George Walton of Georgia was wounded and captured in 1778 leading his state’s militia in the defense of his hometown of Savannah.

Thirty-year-old Thomas Heyward, Jr. of South Carolina signed the declaration at the great displeasure of his father, who was sympathetic to the king and told Thomas he would likely hang for the act. The two men resolved their differences before the elder Heyward died the next year. Two years later, Thomas, along with fellow South Carolina signers Edward Rutledge and Arthur Middleton, were taken prisoner in the siege of Charleston and held nearly a year to the war’s end.

Richard Stockton of New Jersey had his home overrun by the British invasion. He managed to get his family to safety, but he was captured, specifically because he signed the Declaration of Independence. He remained imprisoned for years, the last half year of which he nearly starved and froze to death. In battered health, he was released and returned to his home to find that all his furniture, crops, and livestock were taken or destroyed, and his library—one of the colony’s best—was burned.

John Witherspoon of New Jersey, an active clergyman and president of the College of New Jersey (later to become Princeton), shut down and evacuated the school when British troops invaded the area. He spent most of the rest of his life rebuilding the college. Witherspoon also lost his son James in the battle of Germantown.

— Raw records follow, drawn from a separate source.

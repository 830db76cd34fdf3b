use clap::Parser;

use sql_worksheet::app::{App, Cli};

#[tokio::main]
async fn main() {
    let cli = Cli::parse();
    let app = App::new();
    if let Err(err) = app.run(cli).await {
        eprintln!("Error: {err}");
        std::process::exit(1);
    }
}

Thomas McKean of Delaware led an army the day after signing the declaration to help George Washington in the defense of New York City and narrowly escaped with his life from cannon fire. In the next year he was on the run from the British, having to move his family five times.

John Hart of New Jersey was also pursued by the British. His property was invaded and looted. Two of his young children fled to relatives’ homes nearby, and Hart himself took refuge where he could in the surrounding woods and in nearby caves. He returned to his home a few months later, and a few years after that he offered the fields surrounding his property as an encampment to Washington and 12,000 troops.

Lewis Morris of New York lost almost all of his property and wealth in the war, much of it within just two months of signing the Declaration of Independence. He served as a brigadier general during the war and spent nearly all his post-war days working to rebuild his property and farmlands. His frail wife was imprisoned by the British and never recovered her health.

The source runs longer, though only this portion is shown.